Material for this exercise:
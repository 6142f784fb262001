use mvnad::{Error, Result, Scalar};

use super::{pivot_sqrt, CholeskyFactor};
use crate::matrix::DenseMatrix;

/// Dense lower-triangular Cholesky factor, `L·Lᵗ = A`.
#[derive(Clone, Debug)]
pub struct DenseCholesky<T> {
    n: usize,
    /// Column-major `n × n`; entries above the diagonal are never read.
    l: Vec<T>,
}

impl<T: Scalar> DenseCholesky<T> {
    /// Factor a symmetric positive-definite matrix, reading its lower triangle.
    ///
    /// # Errors
    ///
    /// [`Error::DimensionMismatch`] if `a` is not square,
    /// [`Error::NonPositiveDefinite`] at the first pivot that is not
    /// strictly positive.
    #[allow(clippy::needless_range_loop)]
    pub fn factor(a: &DenseMatrix<T>) -> Result<Self> {
        let n = a.nrows();
        if a.ncols() != n {
            return Err(Error::DimensionMismatch {
                what: "covariance columns",
                expected: n,
                found: a.ncols(),
            });
        }

        let zero = T::lit(0.0);
        let mut l = vec![zero; n * n];
        for j in 0..n {
            let mut d = a.get(j, j);
            for p in 0..j {
                let ljp = l[j + p * n];
                d -= ljp * ljp;
            }
            let ljj = pivot_sqrt(d, j)?;
            l[j + j * n] = ljj;

            for i in (j + 1)..n {
                let mut s = a.get(i, j);
                for p in 0..j {
                    s -= l[i + p * n] * l[j + p * n];
                }
                l[i + j * n] = s / ljj;
            }
        }

        log::debug!("dense cholesky: n={n}");
        Ok(DenseCholesky { n, l })
    }

    /// Entry `(i, j)` of `L` (zero above the diagonal).
    #[inline]
    pub fn l(&self, i: usize, j: usize) -> T {
        if i < j {
            T::lit(0.0)
        } else {
            self.l[i + j * self.n]
        }
    }

    /// Solve `A·x = b`.
    pub fn solve(&self, b: &[T]) -> Vec<T> {
        let n = self.n;
        let mut x = self.solve_lower(b);
        for j in (0..n).rev() {
            let mut s = x[j];
            for i in (j + 1)..n {
                s -= self.l[i + j * n] * x[i];
            }
            x[j] = s / self.l[j + j * n];
        }
        x
    }

    /// `L·Lᵗ` as a dense matrix.
    pub fn reconstruct(&self) -> DenseMatrix<T> {
        DenseMatrix::from_fn(self.n, self.n, |i, j| {
            let mut s = T::lit(0.0);
            for p in 0..=i.min(j) {
                s += self.l(i, p) * self.l(j, p);
            }
            s
        })
    }
}

impl<T: Scalar> CholeskyFactor<T> for DenseCholesky<T> {
    fn dim(&self) -> usize {
        self.n
    }

    fn sum_log_diag(&self) -> T {
        let mut s = T::lit(0.0);
        for j in 0..self.n {
            s += self.l[j + j * self.n].ln();
        }
        s
    }

    fn solve_lower(&self, r: &[T]) -> Vec<T> {
        let n = self.n;
        debug_assert_eq!(r.len(), n);
        let mut w = r.to_vec();
        for j in 0..n {
            w[j] /= self.l[j + j * n];
            let wj = w[j];
            for i in (j + 1)..n {
                w[i] -= self.l[i + j * n] * wj;
            }
        }
        w
    }

    fn mul_lower_transpose(&self, r: &[T]) -> Vec<T> {
        let n = self.n;
        debug_assert_eq!(r.len(), n);
        (0..n)
            .map(|j| {
                let mut s = T::lit(0.0);
                for i in j..n {
                    s += self.l[i + j * n] * r[i];
                }
                s
            })
            .collect()
    }
}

Brief:
Word for word, write out every line of the listing.

Task solution:
repository 6142f784fb262001
use mvnad::{Error, Result, Scalar};

use super::{pivot_sqrt, CholeskyFactor};
use crate::matrix::DenseMatrix;

/// Dense lower-triangular Cholesky factor, `L·Lᵗ = A`.
#[derive(Clone, Debug)]
pub struct DenseCholesky<T> {
    n: usize,
    /// Column-major `n × n`; entries above the diagonal are never read.
    l: Vec<T>,
}

impl<T: Scalar> DenseCholesky<T> {
    /// Factor a symmetric positive-definite matrix, reading its lower triangle.
    ///
    /// # Errors
    ///
    /// [`Error::DimensionMismatch`] if `a` is not square,
    /// [`Error::NonPositiveDefinite`] at the first pivot that is not
    /// strictly positive.
    #[allow(clippy::needless_range_loop)]
    pub fn factor(a: &DenseMatrix<T>) -> Result<Self> {
        let n = a.nrows();
        if a.ncols() != n {
            return Err(Error::DimensionMismatch {
                what: "covariance columns",
                expected: n,
                found: a.ncols(),
            });
        }

        let zero = T::lit(0.0);
        let mut l = vec![zero; n * n];
        for j in 0..n {
            let mut d = a.get(j, j);
            for p in 0..j {
                let ljp = l[j + p * n];
                d -= ljp * ljp;
            }
            let ljj = pivot_sqrt(d, j)?;
            l[j + j * n] = ljj;

            for i in (j + 1)..n {
                let mut s = a.get(i, j);
                for p in 0..j {
                    s -= l[i + p * n] * l[j + p * n];
                }
                l[i + j * n] = s / ljj;
            }
        }

        log::debug!("dense cholesky: n={n}");
        Ok(DenseCholesky { n, l })
    }

    /// Entry `(i, j)` of `L` (zero above the diagonal).
    #[inline]
    pub fn l(&self, i: usize, j: usize) -> T {
        if i < j {
            T::lit(0.0)
        } else {
            self.l[i + j * self.n]
        }
    }

    /// Solve `A·x = b`.
    pub fn solve(&self, b: &[T]) -> Vec<T> {
        let n = self.n;
        let mut x = self.solve_lower(b);
        for j in (0..n).rev() {
            let mut s = x[j];
            for i in (j + 1)..n {
                s -= self.l[i + j * n] * x[i];
            }
            x[j] = s / self.l[j + j * n];
        }
        x
    }

    /// `L·Lᵗ` as a dense matrix.
    pub fn reconstruct(&self) -> DenseMatrix<T> {
        DenseMatrix::from_fn(self.n, self.n, |i, j| {
            let mut s = T::lit(0.0);
            for p in 0..=i.min(j) {
                s += self.l(i, p) * self.l(j, p);
            }
            s
        })
    }
}

impl<T: Scalar> CholeskyFactor<T> for DenseCholesky<T> {
    fn dim(&self) -> usize {
        self.n
    }

    fn sum_log_diag(&self) -> T {
        let mut s = T::lit(0.0);
        for j in 0..self.n {
            s += self.l[j + j * self.n].ln();
        }
        s
    }

    fn solve_lower(&self, r: &[T]) -> Vec<T> {
        let n = self.n;
        debug_assert_eq!(r.len(), n);
        let mut w = r.to_vec();
        for j in 0..n {
            w[j] /= self.l[j + j * n];
            let wj = w[j];
            for i in (j + 1)..n {
                w[i] -= self.l[i + j * n] * wj;
            }
        }
        w
    }

    fn mul_lower_transpose(&self, r: &[T]) -> Vec<T> {
        let n = self.n;
        debug_assert_eq!(r.len(), n);
        (0..n)
            .map(|j| {
                let mut s = T::lit(0.0);
                for i in j..n {
                    s += self.l[i + j * n] * r[i];
                }
                s
            })
            .collect()
    }
}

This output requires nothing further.